Desafios para promover a equidade de gênero e o empoderamento feminino

Enviada em 22/10/2025

Durante o século XX, com o avanço dos movimentos feministas, as mulheres conquistaram direitos fundamentais como o voto e o acesso à educação. De maneira análoga a isso, o debate atual sobre os desafios para promover a equidade de gênero e o empoderamento feminino continua sendo de extrema importância para a construção de uma sociedade mais justa. Nesse prisma, destacam-se dois aspectos importantes: a persistência da desigualdade no mercado de trabalho e a influência de padrões culturais machistas.

Em primeira análise, evidencia-se que a desigualdade profissional ainda é um dos principais entraves à equidade de gênero. Sob essa ótica, dados do Instituto Brasileiro de Geografia e Estatística (IBGE) apontam que as mulheres ganham, em média, 22% a menos que os homens, mesmo ocupando funções semelhantes. Dessa forma, essa diferença salarial e a falta de representatividade feminina em cargos de liderança demonstram que ainda há um longo caminho a ser percorrido rumo à igualdade de oportunidades.

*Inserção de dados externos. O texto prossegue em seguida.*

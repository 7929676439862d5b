//! Chain-wide tuning constants.

use std::time::Duration;

/// Number of recent block states kept referenced in memory before the GC loop
/// dereferences them.
pub const TRIES_IN_MEMORY: u64 = 128;

/// Non-archive nodes flush the head state to disk every this many blocks.
pub const DEFAULT_BLOCK_INTERVAL: u64 = 128;

/// Capacity of the future-block cache.
pub const MAX_FUTURE_BLOCKS: u64 = 256;

/// Blocks further than this ahead of the local clock are rejected outright.
pub const MAX_TIME_FUTURE_BLOCKS: u64 = 30;

/// Capacity of the bad-block cache.
pub const MAX_BAD_BLOCKS: u64 = 10;

/// Target size of a write batch before it is flushed to the backend.
pub const IDEAL_BATCH_SIZE: usize = 100 * 1024;

/// Preimages are written out once the in-memory set grows past this size.
pub const PREIMAGE_FLUSH_THRESHOLD: usize = 4 * 1024 * 1024;

/// Largest encoded transaction accepted by the pool.
pub const MAX_TX_DATA_SIZE: usize = 32 * 1024;

/// Depth of a chain split beyond which a reorg is logged as a warning.
pub const REORG_WARN_DEPTH: usize = 63;

/// Pool resets skip reinjection of dropped transactions above this depth.
pub const MAX_REORG_REINJECT_DEPTH: u64 = 64;

/// Buffer size of chain head subscriptions.
pub const CHAIN_HEAD_CHAN_SIZE: usize = 10;

/// Buffer size of the tx-message intake channel.
pub const TX_MSG_CHAN_SIZE: usize = 100;

/// Upper bound of txs whose balance is re-validated in a single demotion pass.
pub const DEMOTE_FULL_VALIDATION_LIMIT: usize = 1000;

/// How many missing trie entries the migration schedules per round.
pub const MIGRATION_MISSING_BATCH: usize = 1024;

/// Warm-up stops once the hot node cache is this full (percent).
pub const WARM_UP_CACHE_RATIO: u64 = 90;

/// Retry interval of the future-block processor.
pub const FUTURE_BLOCK_INTERVAL: Duration = Duration::from_secs(5);

/// Interval at which a long-running loop re-checks its shutdown flag.
pub const RECV_TIMEOUT: Duration = Duration::from_millis(100);

/// Bytes in a mebibyte.
pub const MIB: usize = 1024 * 1024;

Além disso, é notório que os estereótipos e padrões culturais machistas reforçam a inferiorização da mulher na sociedade. Desse modo, como afirma Simone de Beauvoir, “ninguém nasce mulher: torna-se mulher”, indicando que o papel feminino é construído socialmente. Consoante a isso, a imposição de

comportamentos e expectativas baseadas no gênero impede muitas mulheres de exercerem sua liberdade e autonomia, limitando suas escolhas pessoais e profissionais.

Depreende-se, portanto, a adoção de medidas que venham ampliar a equidade de gênero e o empoderamento feminino. Dessa maneira, cabe ao Ministério da Educação, em parceria com organizações sociais, promover campanhas educativas e projetos escolares que abordem o respeito e a igualdade entre os gêneros, por meio de palestras, debates e materiais didáticos, a fim de desconstruir preconceitos e valorizar o papel da mulher na sociedade.